Remembering Taiwan in a grey day, I’d take the MRT (Mass
Rapid Transportation – the subway) and go back, back to XinBeiTou
station, to my Chinese drum class or the Sunday mass (in Chinese), where
I’d have a friend, a maybe British nun who smiled to me and talked to
me in English. I’d be back to – what’s the name of the station? – my
second host home, the one I shared with Corinna. The one I spent
Christmas in, a Nativity Scene straight from Brasil on the top of my
desk, along with Sonhos de Valsa and a plush Santa, and a Christmas
video on the internet. The one I had a German sister, a really nice and
caring old brother, a smiley old sister, a grumpy little sister (but
poor thing – her mom made her study so much!), a Taiwanese-speaking
grandpa, and a caring, but crazy, mother, who’d tell my brasilian
parents how lazy and messy I was. But that is some sort of love, too.
I’d
remember the light rainy days I spent with my third host family, they
all so nice and calm, some of the most patient human beings I’ve ever
met.

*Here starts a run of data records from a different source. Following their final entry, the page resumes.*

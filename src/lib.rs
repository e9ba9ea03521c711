pub mod buffer;
pub mod capture;
pub mod display;
pub mod encode;
pub mod error;
pub mod pipeline;
pub mod transform;
pub mod utils;

use std::path::{Path, PathBuf};

use serde::{Deserialize, Serialize};

use capture::frame::PixelFormat;
use pipeline::session::{EnhanceMode, OutputRange, Topology};

pub use error::{Error, Result};
pub use pipeline::{Collaborators, Command, Pipeline, PipelineStats, StopReport};

/// Prefix of environment overrides, e.g. `HDMIRX__CAPTURE__DEVICE`
pub const ENV_PREFIX: &str = "HDMIRX";

/// Service configuration
#[derive(Debug, Clone, Default, Serialize, Deserialize)]
#[serde(default)]
pub struct Config {
    pub capture: CaptureConfig,
    pub pipeline: PipelineConfig,
    pub enhance: EnhanceConfig,
    pub debug: DebugConfig,
    /// File this configuration was loaded from
    #[serde(skip)]
    pub source: Option<PathBuf>,
}

#[derive(Debug, Clone, Serialize, Deserialize)]
#[serde(default)]
pub struct CaptureConfig {
    /// Capture node; empty to auto-detect
    pub device: String,
    pub width: u32,
    pub height: u32,
    /// Format to force on the device; `None` keeps what the driver reports
    pub format: Option<PixelFormat>,
    pub topology: Topology,
    pub buffer_count: u32,
    pub frame_rate: u32,
}

#[derive(Debug, Clone, Serialize, Deserialize)]
#[serde(default)]
pub struct PipelineConfig {
    pub ring_size: usize,
    pub record_ring_size: usize,
    /// Frames dropped after every start while the receiver settles
    pub skip_frames: u32,
    pub dequeue_timeout_ms: u64,
    pub idle_poll_us: u64,
    /// Row alignment of every allocated buffer, in pixels
    pub stride_align: u32,
    /// Capture requests swallowed after start in buffer-producer mode
    pub prime_absorb: u32,
    /// Credits granted once priming completes
    pub prime_credit: i64,
    pub capture_cpu: Option<usize>,
    pub record_path: PathBuf,
}

#[derive(Debug, Clone, Default, Serialize, Deserialize)]
#[serde(default)]
pub struct EnhanceConfig {
    pub mode: EnhanceMode,
    pub output_range: OutputRange,
    pub interlaced: bool,
    pub display_ratio: u32,
}

#[derive(Debug, Clone, Serialize, Deserialize)]
#[serde(default)]
pub struct DebugConfig {
    /// Frames to dump after each start; zero disables dumping
    pub dump_frames: u32,
    pub dump_dir: PathBuf,
    pub show_fps: bool,
}

impl Default for CaptureConfig {
    fn default() -> Self {
        Self {
            device: "/dev/video0".into(),
            width: 1920,
            height: 1080,
            format: None,
            topology: Topology::SidebandWindow,
            buffer_count: 4,
            frame_rate: 60,
        }
    }
}

impl Default for PipelineConfig {
    fn default() -> Self {
        Self {
            ring_size: 3,
            record_ring_size: 3,
            skip_frames: 0,
            dequeue_timeout_ms: 1000,
            idle_poll_us: 500,
            stride_align: 64,
            prime_absorb: 1,
            prime_credit: 2,
            capture_cpu: None,
            record_path: PathBuf::from("/tmp/hdmirx_record.nv12"),
        }
    }
}

impl Default for DebugConfig {
    fn default() -> Self {
        Self {
            dump_frames: 0,
            dump_dir: PathBuf::from("/tmp"),
            show_fps: false,
        }
    }
}

impl Config {
    /// Defaults, then the optional TOML file, then `HDMIRX__*` variables.
    pub fn load(path: Option<&Path>) -> Result<Self> {
        let mut builder = config::Config::builder()
            .add_source(config::Config::try_from(&Config::default())?);
        if let Some(path) = path {
            builder = builder.add_source(config::File::from(path).required(true));
        }
        let mut loaded: Config = builder
            .add_source(
                config::Environment::with_prefix(ENV_PREFIX)
                    .prefix_separator("__")
                    .separator("__")
                    .try_parsing(true),
            )
            .build()?
            .try_deserialize()?;
        loaded.source = path.map(Path::to_path_buf);
        Ok(loaded)
    }
}

#[cfg(test)]
mod tests {
    use super::*;
    use std::io::Write;

    #[test]
    fn file_overrides_defaults() {
        let path = std::env::temp_dir().join(format!("hdmirx-cfg-{}.toml", std::process::id()));
        let mut file = std::fs::File::create(&path).unwrap();
        writeln!(
            file,
            "[capture]\ndevice = \"/dev/video3\"\ntopology = \"tunnel\"\n\n[pipeline]\nskip_frames = 2\n\n[enhance]\nmode = \"normal+luma\"\ndisplay_ratio = 1"
        )
        .unwrap();
        drop(file);

        let config = Config::load(Some(&path)).unwrap();
        assert_eq!(config.capture.device, "/dev/video3");
        assert_eq!(config.capture.topology, Topology::Tunnel);
        assert_eq!(config.capture.buffer_count, 4);
        assert_eq!(config.pipeline.skip_frames, 2);
        assert_eq!(config.pipeline.ring_size, 3);
        assert_eq!(
            config.enhance.mode,
            EnhanceMode::NORMAL | EnhanceMode::LUMA_CALC
        );
        assert_eq!(config.enhance.display_ratio, 1);
        assert_eq!(config.source.as_deref(), Some(path.as_path()));
        std::fs::remove_file(&path).unwrap();
    }

    #[test]
    fn numeric_mode_override() {
        let config: Config = config::Config::builder()
            .add_source(config::Config::try_from(&Config::default()).unwrap())
            .set_override("enhance.mode", 5)
            .unwrap()
            .build()
            .unwrap()
            .try_deserialize()
            .unwrap();
        assert_eq!(
            config.enhance.mode,
            EnhanceMode::NORMAL | EnhanceMode::LUMA_CALC
        );

        let bad = config::Config::builder()
            .set_override("enhance.mode", 64)
            .unwrap()
            .build()
            .unwrap()
            .try_deserialize::<Config>();
        assert!(bad.is_err());
    }

    #[test]
    fn missing_file_is_an_error() {
        assert!(Config::load(Some(Path::new("/nonexistent/hdmirx.toml"))).is_err());
    }
}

The short time I spent there was very happy, sharing fruits and
stories with my host parents, eating a different MosBurguer Sandwich for
breakfast every day, getting the latest curfew I had in Taiwan (11pm),
and trying to decide whether or not I should give myself to being in
love, with the short time I had left on the country.
I’d remember
struggling with the language; struggling with shyness, mine and
other’s; laughing with 10 different nationalities, telling my classmates
random stuff about my country, learning how to drink. I remember having
some of the closest and deepest friendships I’ve ever had, and how nice
it was to walk from Taipei Main Station to Taipei 101 to get ice cream I
won on a bet; to light our fire lamps and watch them rising, taking our
deepest wishes to one another and to ourselves to the skies; going to
Xindian to spend a day watching movies. I remember the temples, the
incense smell, the high-pitched voices, the stares on public places.
In
a grey day, I’d remember all Taiwan and remember how it healed me, and
how it made me grow. I realize how awesome an opportunity I was given,
and how blessed I was to be there, with those people, seeing those
views. I regret bending to Time wishes and losing contact with people,
losing a lot of contact with that part of the world that is a huge part
of my world. I feel anxious and missing days that haven’t come yet, days
where I’ll go back, and meet again those people and those places.
But
most of all, I feel some sort of warmth; I have that feeling of very
calm satisfaction, of realizing that, all in all, the journey so far has
been good, and that is all due moments, fleeting but unique moments,
where you’ve been truly happy. The kind of feeling you only have when
your eyes are looking deeper. When you are lost in contemplation. When
you are having a grey day.
Awesome text, dear. I recognize the references to so many stories that you told me by the time you spent there, and I smile when I remember how much closer our friendship became during that time (and still remains!).
ResponderExcluirThank you very much for this beautiful post!